[[ Materials provided open ]]

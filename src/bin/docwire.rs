use clap::Parser;
use std::{
    error::Error,
    io::{self, Write},
};

use docwire::{
    Command, ConnectionManager, ReadMode, ReadPreference, connection::read_preference::parse_tagset,
    execute, prompt,
};

#[derive(Parser)]
#[command(version, about, long_about = None)]
struct Cli {
    /// Connection string, e.g. mongodb://localhost:27017/?replicaSet=rs0
    uri: String,

    /// Read preference mode for shell reads; defaults to the connection string's
    #[arg(long)]
    read_preference: Option<ReadMode>,

    /// Tagset in k:v,k:v form, tried in the order given
    #[arg(long)]
    tags: Vec<String>,
}

fn main() -> Result<(), Box<dyn Error>> {
    // Initialize env_logger; RUST_LOG controls verbosity
    env_logger::init();

    let cli = Cli::parse();
    let mut manager = ConnectionManager::new(&cli.uri)?;

    let default = manager.options().read_preference.clone();
    let read_preference = if cli.read_preference.is_none() && cli.tags.is_empty() {
        default
    } else {
        let tagsets = cli
            .tags
            .iter()
            .map(|t| parse_tagset(t))
            .collect::<Result<Vec<_>, _>>()?;
        ReadPreference::new(cli.read_preference.unwrap_or(default.mode()), tagsets)?
    };

    let mut stdout = io::stdout().lock();
    loop {
        let cmd = match prompt(io::stdin().lock(), &mut stdout) {
            Ok(Some(c)) => c,
            Ok(None) => continue,
            Err(e) => {
                eprintln!("error: {e}");
                continue;
            }
        };

        if let Err(e) = execute(&mut manager, &read_preference, &cmd, &mut stdout) {
            eprintln!("error: {e}");
        }
        stdout.flush()?;

        if cmd == Command::Exit {
            break;
        }
    }

    Ok(())
}
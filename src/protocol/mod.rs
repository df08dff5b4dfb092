//! Wire protocol between the driver and a database server.
//!
//! This module defines how operations are packed into framed messages, exchanged over a socket,
//! and how replies are turned back into documents. It sits directly on top of the
//! [`bson`](crate::bson) codec and underneath the [`connection`](crate::connection) manager.
//!
//! # Overview
//!
//! Every message starts with a 16-byte header followed by an opcode-specific payload:
//!
//! - total message length, including the header
//! - request id, issued by the sending transport
//! - response-to, the request id a reply answers (zero on requests)
//! - opcode
//!
//! All integers are little-endian. Only one call is in flight per socket; replies are matched to
//! requests by the response-to field and a mismatch is fatal for the call.
//!
//! # Key Components
//!
//! - [`ProtocolTransport`]: framing, request ids, receive timeouts.
//! - [`Request`]: opcode payloads for insert, update, delete, query, get-more and kill-cursors.
//! - [`Reply`]: the reply sub-header and its documents.
//! - [`Protocol`]: the operations above, plus write acknowledgment via [`WriteConcern`].
//!
//! # Writes
//!
//! Writes have no reply of their own. When the write concern asks for acknowledgment, a
//! `getlasterror` query is appended to the same outbound buffer and its reply is awaited. At the
//! weakest level (`w: 0`, no journal wait) nothing is awaited at all.
//!
//! # See Also
//!
//! - [`cursor`](crate::cursor): batches query results using [`Protocol::query`] and
//!   [`Protocol::get_more`].
pub mod commands;
mod request;
mod response;
mod transport;
mod write_concern;

use std::{
    net::TcpStream,
    time::{Duration, Instant},
};

use log::{debug, warn};

use crate::{
    bson::Document,
    error::{CursorError, ProtocolError, Result},
};

pub use request::{QueryMessage, Request, flags};
pub use response::{REPLY_CURSOR_NOT_FOUND, REPLY_QUERY_FAILURE, Reply};
pub use transport::{HEADER_SIZE, MAX_MESSAGE_SIZE, MessageHeader, ProtocolTransport, Socket};
pub use write_concern::{Acknowledgment, WriteConcern};

#[derive(Debug, Clone, Copy, PartialEq, Eq)]
pub enum OpCode {
    Reply,
    Update,
    Insert,
    Query,
    GetMore,
    Delete,
    KillCursors,
}

impl TryFrom<i32> for OpCode {
    type Error = ProtocolError;

    fn try_from(value: i32) -> std::result::Result<Self, Self::Error> {
        match value {
            1 => Ok(OpCode::Reply),
            2001 => Ok(OpCode::Update),
            2002 => Ok(OpCode::Insert),
            2004 => Ok(OpCode::Query),
            2005 => Ok(OpCode::GetMore),
            2006 => Ok(OpCode::Delete),
            2007 => Ok(OpCode::KillCursors),
            other => Err(ProtocolError::UnknownOpcode(other)),
        }
    }
}

impl From<OpCode> for i32 {
    fn from(value: OpCode) -> Self {
        match value {
            OpCode::Reply => 1,
            OpCode::Update => 2001,
            OpCode::Insert => 2002,
            OpCode::Query => 2004,
            OpCode::GetMore => 2005,
            OpCode::Delete => 2006,
            OpCode::KillCursors => 2007,
        }
    }
}

/// Database operations over one socket.
pub struct Protocol<T: Socket = TcpStream> {
    transport: ProtocolTransport<T>,
    write_concern: WriteConcern,
    timeout: Option<Duration>,
}

impl<T: Socket> Protocol<T> {
    pub fn new(transport: ProtocolTransport<T>) -> Self {
        Self {
            transport,
            write_concern: WriteConcern::default(),
            timeout: None,
        }
    }

    pub fn with_write_concern(mut self, write_concern: WriteConcern) -> Self {
        self.write_concern = write_concern;
        self
    }

    /// Receive timeout applied to every call that waits for a reply. `None` blocks indefinitely.
    pub fn with_timeout(mut self, timeout: Option<Duration>) -> Self {
        self.timeout = timeout;
        self
    }

    pub fn set_timeout(&mut self, timeout: Option<Duration>) {
        self.timeout = timeout;
    }

    pub fn host(&self) -> &str {
        self.transport.host()
    }

    pub fn is_usable(&self) -> bool {
        self.transport.is_usable()
    }

    pub fn write_concern(&self) -> &WriteConcern {
        &self.write_concern
    }

    /// Inserts documents. Returns the acknowledgment document, or `None` when the write concern
    /// asked for none.
    pub fn insert(
        &mut self,
        namespace: &str,
        documents: &[Document],
        flags: i32,
        write_concern: Option<&WriteConcern>,
    ) -> Result<Option<Document>> {
        self.write(
            Request::Insert {
                namespace,
                documents,
                flags,
            },
            write_concern,
        )
    }

    pub fn update(
        &mut self,
        namespace: &str,
        selector: &Document,
        update: &Document,
        flags: i32,
        write_concern: Option<&WriteConcern>,
    ) -> Result<Option<Document>> {
        self.write(
            Request::Update {
                namespace,
                selector,
                update,
                flags,
            },
            write_concern,
        )
    }

    pub fn delete(
        &mut self,
        namespace: &str,
        selector: &Document,
        flags: i32,
        write_concern: Option<&WriteConcern>,
    ) -> Result<Option<Document>> {
        self.write(
            Request::Delete {
                namespace,
                selector,
                flags,
            },
            write_concern,
        )
    }

    pub fn query(&mut self, message: QueryMessage<'_>, timeout: Option<Duration>) -> Result<Reply> {
        debug!(
            "query {} skip={} limit={} on {}",
            message.namespace,
            message.skip,
            message.limit,
            self.host()
        );
        self.read(&Request::Query(message), timeout)
    }

    pub fn get_more(
        &mut self,
        namespace: &str,
        limit: i32,
        cursor_id: i64,
        timeout: Option<Duration>,
    ) -> Result<Reply> {
        debug!("get more {namespace} cursor={cursor_id} limit={limit}");
        self.read(
            &Request::GetMore {
                namespace,
                limit,
                cursor_id,
            },
            timeout,
        )
    }

    /// Asks the server to release cursors. Fire-and-forget: the result only says whether the
    /// arguments were usable, never whether the server freed anything.
    pub fn kill_cursors(&mut self, cursor_ids: &[i64]) -> bool {
        if cursor_ids.is_empty() || cursor_ids.contains(&0) {
            return false;
        }
        let request = Request::KillCursors { cursor_ids };
        match request.payload() {
            Ok(payload) => {
                if let Err(e) = self.transport.send(request.opcode(), &payload) {
                    warn!("kill cursors {cursor_ids:?} on {}: {e}", self.host());
                }
                true
            }
            Err(_) => false,
        }
    }

    /// Runs a command against `database` and returns its reply, failing when `ok` is not 1.
    pub fn run_command(&mut self, database: &str, command: &Document) -> Result<Document> {
        let namespace = commands::command_namespace(database);
        let reply = self.query(
            QueryMessage {
                namespace: &namespace,
                query: command,
                fields: None,
                skip: 0,
                limit: -1,
                flags: 0,
            },
            self.timeout,
        )?;

        let document = reply.into_first().ok_or(ProtocolError::InvalidField {
            field: "command reply",
            reason: "no document returned".into(),
        })?;

        if document.get_f64("ok") != Some(1.0) {
            return Err(CursorError::Server {
                message: document
                    .get_str("errmsg")
                    .unwrap_or("command failed")
                    .to_string(),
                code: document.get_i32("code").unwrap_or(0),
            }
            .into());
        }
        Ok(document)
    }

    /// Round-trip time of a `ping` command.
    pub fn ping(&mut self) -> Result<Duration> {
        let started = Instant::now();
        self.run_command("admin", &commands::ping())?;
        Ok(started.elapsed())
    }

    fn read(&mut self, request: &Request<'_>, timeout: Option<Duration>) -> Result<Reply> {
        let payload = request.payload()?;
        let timeout = timeout.or(self.timeout);
        let reply = self.transport.read(request.opcode(), &payload, timeout)?;
        Reply::parse(&reply)?.check()
    }

    fn write(
        &mut self,
        request: Request<'_>,
        write_concern: Option<&WriteConcern>,
    ) -> Result<Option<Document>> {
        let concern = write_concern.unwrap_or(&self.write_concern).clone();
        let payload = request.payload()?;

        let acknowledgment = if concern.requires_acknowledgment() {
            let database = request
                .namespace()
                .and_then(|ns| ns.split('.').next())
                .unwrap_or("admin");
            let namespace = commands::command_namespace(database);
            let command = concern.command();
            Some(
                Request::Query(QueryMessage {
                    namespace: &namespace,
                    query: &command,
                    fields: None,
                    skip: 0,
                    limit: -1,
                    flags: 0,
                })
                .payload()?,
            )
        } else {
            None
        };

        let reply = self.transport.write(
            request.opcode(),
            &payload,
            acknowledgment.as_deref(),
            self.timeout,
        )?;

        match reply {
            None => Ok(None),
            Some(reply) => {
                let document = Reply::parse(&reply)?.check()?.into_first().ok_or(
                    ProtocolError::InvalidField {
                        field: "acknowledgment",
                        reason: "no document returned".into(),
                    },
                )?;
                write_concern::check_last_error(&document)?;
                Ok(Some(document))
            }
        }
    }
}
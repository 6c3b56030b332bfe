use glam::Vec2;
use rand::rngs::StdRng;
use rand::SeedableRng;
use shape_wordle::prelude::*;
use shape_wordle_examples::{
    build_regions, init_tracing, render_layout_to_png, sample_tokens, RenderConfig,
    SyntheticShape,
};
use tracing::info;

fn main() -> anyhow::Result<()> {
    init_tracing();
    let (width, height) = (360, 360);

    let shapes = [SyntheticShape::Diamond {
        center: Vec2::new(180.0, 180.0),
        radius: 170.0,
    }];
    let (regions, region_map) = build_regions(&shapes, width, height);

    let config = LayoutConfig::new(width, height)
        .with_keywords_num(30)
        .with_font_sizes(4.0, 40.0)
        .with_fill_mode(FillMode::Max)
        .with_orientation(Orientation::PitchAndTilt);
    let wordle = ShapeWordle::try_new(config, MeasureCache::new(FixedAdvanceMetrics::default()))?;

    let mut log = FnSink::new(|event: LayoutEvent| match event {
        LayoutEvent::FontSizeChosen {
            max_font_size,
            fill_ratios,
        } => info!("Font size {max_font_size} fills {fill_ratios:?}."),
        LayoutEvent::FontShrunk {
            region_id,
            max_font_size,
        } => info!("Region {region_id} restarts at {max_font_size}."),
        LayoutEvent::SnapshotRestored { region_id } => {
            info!("Region {region_id} fell back to the last complete layout.")
        }
        _ => {}
    });
    let mut stats = VecSink::only([LayoutEventKind::WordPlaced, LayoutEventKind::WordFailed]);
    let mut sinks: MultiSink<&mut dyn EventSink> = MultiSink::new();
    sinks.push(&mut log);
    sinks.push(&mut stats);

    let mut rng = StdRng::seed_from_u64(2024);
    let result = wordle.run_with_events(
        &sample_tokens(30),
        &regions,
        &region_map,
        &mut rng,
        &mut sinks,
    )?;
    drop(sinks);

    info!(
        "{} placements, {} failures, success: {}.",
        stats.count(LayoutEventKind::WordPlaced),
        stats.count(LayoutEventKind::WordFailed),
        result.success
    );
    render_layout_to_png(
        &result,
        &region_map,
        &RenderConfig::new(2),
        "wordle-max-fill-events.png",
    )?;
    Ok(())
}
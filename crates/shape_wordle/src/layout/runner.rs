//! High-level runner for the full layout pipeline.
use glam::Vec2;
use rand::Rng;
use tracing::info;

use crate::error::{Error, Result};
use crate::field::{preprocess_distance_field_with_events, Region, RegionMap, RegionShape};
use crate::layout::allocate::{allocate_words, fill_ratios};
use crate::layout::config::LayoutConfig;
use crate::layout::events::{EventSink, LayoutEvent, LayoutEventKind};
use crate::layout::wordle::generate_wordle;
use crate::layout::LayoutContext;
use crate::text::TextMeasure;
use crate::words::{prepare_filling_words, prepare_keywords, FillingWord, Token, Word};

/// A word as handed to a renderer.
#[derive(Debug, Clone, PartialEq)]
#[cfg_attr(feature = "serde", derive(serde::Serialize, serde::Deserialize))]
pub struct PlacedWord {
    pub name: String,
    /// Center of the word box.
    pub position: Vec2,
    /// Rotation in radians.
    pub angle: f32,
    pub font_size: f32,
    /// Half-width of the word box.
    pub width: f32,
    /// Half-height of the word box.
    pub height: f32,
    pub descent: f32,
    pub region_id: Option<usize>,
    pub placed: bool,
}

impl From<&Word> for PlacedWord {
    fn from(word: &Word) -> Self {
        Self {
            name: word.name.clone(),
            position: word.position,
            angle: word.angle,
            font_size: word.font_size,
            width: word.width,
            height: word.height,
            descent: word.descent,
            region_id: word.region_id,
            placed: word.placed,
        }
    }
}

/// Result of a layout run.
#[non_exhaustive]
#[derive(Debug, Clone, Default)]
pub struct LayoutResult {
    /// All keywords, placed or not, in keyword order.
    pub words: Vec<Word>,
    /// Maximum font size of the final layout.
    pub max_font_size: f32,
    /// `true` if every region was completed without falling back.
    pub success: bool,
    /// Light words for padding the space between keywords.
    pub filling_words: Vec<FillingWord>,
}

impl LayoutResult {
    pub fn placed_count(&self) -> usize {
        self.words.iter().filter(|w| w.placed).count()
    }

    pub fn all_placed(&self) -> bool {
        self.words.iter().all(|w| w.placed)
    }

    /// Renderer view of every word.
    pub fn placed_words(&self) -> Vec<PlacedWord> {
        self.words.iter().map(PlacedWord::from).collect()
    }
}

/// Runs the full pipeline: preprocessing, keyword preparation, allocation and placement.
pub struct ShapeWordle<M: TextMeasure> {
    /// Layout configuration.
    pub config: LayoutConfig,
    /// Text measurer used for boxes and fill ratios.
    pub measure: M,
}

impl<M: TextMeasure> ShapeWordle<M> {
    pub fn try_new(config: LayoutConfig, measure: M) -> Result<Self> {
        config.validate()?;
        Ok(Self { config, measure })
    }

    pub fn new(config: LayoutConfig, measure: M) -> Self {
        debug_assert!(
            config.width >= 5 && config.height >= 5,
            "canvas must be at least 5x5 pixels"
        );
        debug_assert!(config.keywords_num > 0, "keywords_num must be > 0");
        debug_assert!(
            config.max_font_size >= config.min_font_size,
            "max_font_size must be >= min_font_size"
        );
        Self { config, measure }
    }

    /// Lays out the first `keywords_num` of `tokens` inside `shapes`.
    pub fn run(
        &self,
        tokens: &[Token],
        shapes: &[RegionShape],
        region_map: &RegionMap,
        rng: &mut impl Rng,
    ) -> Result<LayoutResult> {
        self.run_with_events(tokens, shapes, region_map, rng, &mut ())
    }

    pub fn run_with_events(
        &self,
        tokens: &[Token],
        shapes: &[RegionShape],
        region_map: &RegionMap,
        rng: &mut impl Rng,
        sink: &mut dyn EventSink,
    ) -> Result<LayoutResult> {
        self.check_canvas(region_map)?;
        let regions = preprocess_distance_field_with_events(
            shapes,
            self.config.width,
            self.config.height,
            sink,
        )?;
        self.run_prepared(tokens, regions, region_map, rng, sink)
    }

    /// Like [`ShapeWordle::run_with_events`], for regions that were already preprocessed.
    pub fn run_prepared(
        &self,
        tokens: &[Token],
        mut regions: Vec<Region>,
        region_map: &RegionMap,
        rng: &mut impl Rng,
        sink: &mut dyn EventSink,
    ) -> Result<LayoutResult> {
        self.check_canvas(region_map)?;
        let config = &self.config;
        if sink.wants(LayoutEventKind::RunStarted) {
            sink.send(LayoutEvent::RunStarted {
                config: config.clone(),
                word_count: config.keywords_num,
                region_count: regions.len(),
            });
        }

        let mut words = prepare_keywords(
            tokens,
            config.keywords_num,
            &config.font_family,
            config.orientation,
            rng,
        )?;
        let filling_words = prepare_filling_words(tokens, config.keywords_num, rng);
        let scale = allocate_words(&mut words, &mut regions, config, &self.measure)?;
        if sink.wants(LayoutEventKind::FontSizeChosen) {
            sink.send(LayoutEvent::FontSizeChosen {
                max_font_size: scale.max_font_size,
                fill_ratios: fill_ratios(&words, &regions, &scale, &self.measure),
            });
        }

        let ctx = LayoutContext::new(&regions, region_map, config, &self.measure);
        let outcome = generate_wordle(&ctx, &mut words, scale, rng, sink);

        let result = LayoutResult {
            words,
            max_font_size: outcome.scale.max_font_size,
            success: outcome.success,
            filling_words,
        };
        info!(
            "Layout finished: {}/{} words placed, max font size {}.",
            result.placed_count(),
            result.words.len(),
            result.max_font_size
        );
        if sink.wants(LayoutEventKind::RunFinished) {
            sink.send(LayoutEvent::RunFinished {
                placed: result.placed_count(),
                total: result.words.len(),
                max_font_size: result.max_font_size,
                success: result.success,
            });
        }
        Ok(result)
    }

    fn check_canvas(&self, region_map: &RegionMap) -> Result<()> {
        let expected = (self.config.width, self.config.height);
        if region_map.size() != expected {
            return Err(Error::ShapeMismatch(format!(
                "region map is {:?}, canvas is {:?}",
                region_map.size(),
                expected
            )));
        }
        Ok(())
    }
}
use glam::Vec2;
use rand::rngs::StdRng;
use rand::SeedableRng;
use shape_wordle::prelude::*;
use shape_wordle_examples::{
    build_regions, init_tracing, render_layout_to_png, sample_tokens, RenderConfig,
    SyntheticShape,
};

fn main() -> anyhow::Result<()> {
    init_tracing();
    let (width, height) = (600, 360);

    // A large body and a smaller satellite.
    let shapes = [
        SyntheticShape::Rect {
            min: Vec2::new(20.0, 40.0),
            max: Vec2::new(360.0, 320.0),
        },
        SyntheticShape::Diamond {
            center: Vec2::new(480.0, 180.0),
            radius: 110.0,
        },
    ];
    let (regions, region_map) = build_regions(&shapes, width, height);

    for policy in [RegionPolicy::Area, RegionPolicy::DistanceValue] {
        let config = LayoutConfig::new(width, height)
            .with_keywords_num(50)
            .with_font_sizes(5.0, 64.0)
            .with_region_policy(policy)
            .with_orientation(Orientation::HorizontalAndVertical);
        let wordle =
            ShapeWordle::try_new(config, MeasureCache::new(FixedAdvanceMetrics::default()))?;

        let mut rng = StdRng::seed_from_u64(7);
        let result = wordle.run(&sample_tokens(50), &regions, &region_map, &mut rng)?;

        let name = match policy {
            RegionPolicy::Area => "wordle-two-regions-area.png",
            RegionPolicy::DistanceValue => "wordle-two-regions-distance.png",
        };
        render_layout_to_png(&result, &region_map, &RenderConfig::new(2), name)?;
    }
    Ok(())
}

[[ Materials provided closed ]]

__Assigned task__.
Within the entries, find all lines holding "returned" and copy each one.

__Solution below__.
            reason: "no document returned".into(),
                        reason: "no document returned".into(),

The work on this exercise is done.